Exercise instructions
How many lines below hold "false"? Answer with only the number.

Stored data
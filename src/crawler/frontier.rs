//! Frontier queue and link priority scoring
//!
//! This module handles:
//! - Strict priority ordering of crawl tasks (FIFO among equal priorities)
//! - Tracking tasks in flight so idle workers can tell "empty" from "drained"
//! - Closing the queue once the page budget is spent

use std::cmp::Ordering;
use std::collections::BinaryHeap;
use std::sync::atomic::{AtomicUsize, Ordering as AtomicOrdering};
use std::time::Duration;
use tokio::sync::{Mutex, Notify};
use url::Url;

/// Priority of the crawl root
pub const ROOT_PRIORITY: i64 = 100;

const CATEGORY_BONUS: i64 = 20;
const CATEGORY_TERMS: &[&str] = &["review", "testimonial", "feedback", "faq", "about", "pricing"];

const CRITICAL_WEIGHT: i64 = 15;
const CRITICAL_TERMS: &[&str] = &[
    "about",
    "about-us",
    "who-we-are",
    "our-story",
    "brand",
    "mission",
    "values",
];

const HIGH_WEIGHT: i64 = 8;
const HIGH_TERMS: &[&str] = &[
    "services",
    "products",
    "solutions",
    "features",
    "benefits",
    "team",
    "reviews",
    "testimonials",
    "faq",
    "pricing",
];

const MEDIUM_WEIGHT: i64 = 4;
const MEDIUM_TERMS: &[&str] = &["story", "history", "awards", "news", "blog"];

/// Scores a discovered link by how much brand signal its target likely holds
///
/// Matching is a case-insensitive substring test over the URL and the
/// anchor text together.
pub fn score_link(url: &str, text: &str) -> i64 {
    let haystack = format!("{} {}", url, text).to_lowercase();
    let count = |terms: &[&str]| terms.iter().filter(|t| haystack.contains(*t)).count() as i64;

    let mut score = 0;
    if count(CATEGORY_TERMS) > 0 {
        score += CATEGORY_BONUS;
    }
    score += CRITICAL_WEIGHT * count(CRITICAL_TERMS);
    score += HIGH_WEIGHT * count(HIGH_TERMS);
    score += MEDIUM_WEIGHT * count(MEDIUM_TERMS);
    score
}

/// A URL waiting to be fetched
#[derive(Debug, Clone, PartialEq, Eq)]
pub struct CrawlTask {
    /// Normalized URL to fetch
    pub url: Url,

    /// Link distance from the root (root is 0)
    pub depth: u32,

    /// Higher values are popped first
    pub priority: i64,
}

/// Heap entry: priority first, then insertion order
#[derive(Debug)]
struct Entry {
    task: CrawlTask,
    seq: u64,
}

impl Ord for Entry {
    fn cmp(&self, other: &Self) -> Ordering {
        self.task
            .priority
            .cmp(&other.task.priority)
            .then_with(|| other.seq.cmp(&self.seq))
    }
}

impl PartialOrd for Entry {
    fn partial_cmp(&self, other: &Self) -> Option<Ordering> {
        Some(self.cmp(other))
    }
}

impl PartialEq for Entry {
    fn eq(&self, other: &Self) -> bool {
        self.seq == other.seq
    }
}

impl Eq for Entry {}

#[derive(Debug, Default)]
struct Inner {
    heap: BinaryHeap<Entry>,
    next_seq: u64,
    closed: bool,
}

/// Result of waiting on the frontier
#[derive(Debug)]
pub enum Pop<'a> {
    /// A task; dropping the guard marks it done
    Task(TaskGuard<'a>),

    /// Nothing queued and nothing in flight: the crawl is complete
    Drained,

    /// The queue was closed, usually because the page budget was reached
    Closed,

    /// Nothing became available within the wait; ask again
    Idle,
}

/// Ownership of a popped task
///
/// The task counts as in flight until the guard is dropped, so children
/// pushed while processing it are visible before it completes.
#[derive(Debug)]
pub struct TaskGuard<'a> {
    pub task: CrawlTask,
    frontier: &'a FrontierQueue,
}

impl Drop for TaskGuard<'_> {
    fn drop(&mut self) {
        self.frontier.in_flight.fetch_sub(1, AtomicOrdering::SeqCst);
        self.frontier.notify.notify_waiters();
    }
}

/// Priority queue of crawl tasks shared by all workers
#[derive(Debug, Default)]
pub struct FrontierQueue {
    inner: Mutex<Inner>,
    in_flight: AtomicUsize,
    notify: Notify,
}

impl FrontierQueue {
    pub fn new() -> Self {
        Self::default()
    }

    /// Queues a task; returns false if the queue is closed
    pub async fn push(&self, task: CrawlTask) -> bool {
        let mut inner = self.inner.lock().await;
        if inner.closed {
            return false;
        }
        let seq = inner.next_seq;
        inner.next_seq += 1;
        inner.heap.push(Entry { task, seq });
        drop(inner);

        self.notify.notify_waiters();
        true
    }

    /// Takes the highest-priority task, waiting up to `wait` for one
    pub async fn pop(&self, wait: Duration) -> Pop<'_> {
        let notified = self.notify.notified();
        tokio::pin!(notified);
        // register before checking so a push between check and wait is not missed
        notified.as_mut().enable();

        {
            let mut inner = self.inner.lock().await;
            if inner.closed {
                return Pop::Closed;
            }
            if let Some(entry) = inner.heap.pop() {
                self.in_flight.fetch_add(1, AtomicOrdering::SeqCst);
                return Pop::Task(TaskGuard {
                    task: entry.task,
                    frontier: self,
                });
            }
            if self.in_flight.load(AtomicOrdering::SeqCst) == 0 {
                return Pop::Drained;
            }
        }

        let _ = tokio::time::timeout(wait, notified).await;
        Pop::Idle
    }

    /// Stops handing out tasks and wakes every waiting worker
    pub async fn close(&self) {
        self.inner.lock().await.closed = true;
        self.notify.notify_waiters();
    }

    pub async fn is_closed(&self) -> bool {
        self.inner.lock().await.closed
    }

    pub async fn len(&self) -> usize {
        self.inner.lock().await.heap.len()
    }

    pub async fn is_empty(&self) -> bool {
        self.inner.lock().await.heap.is_empty()
    }

    /// Tasks popped but not yet completed
    pub fn in_flight(&self) -> usize {
        self.in_flight.load(AtomicOrdering::SeqCst)
    }
}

Task answer
2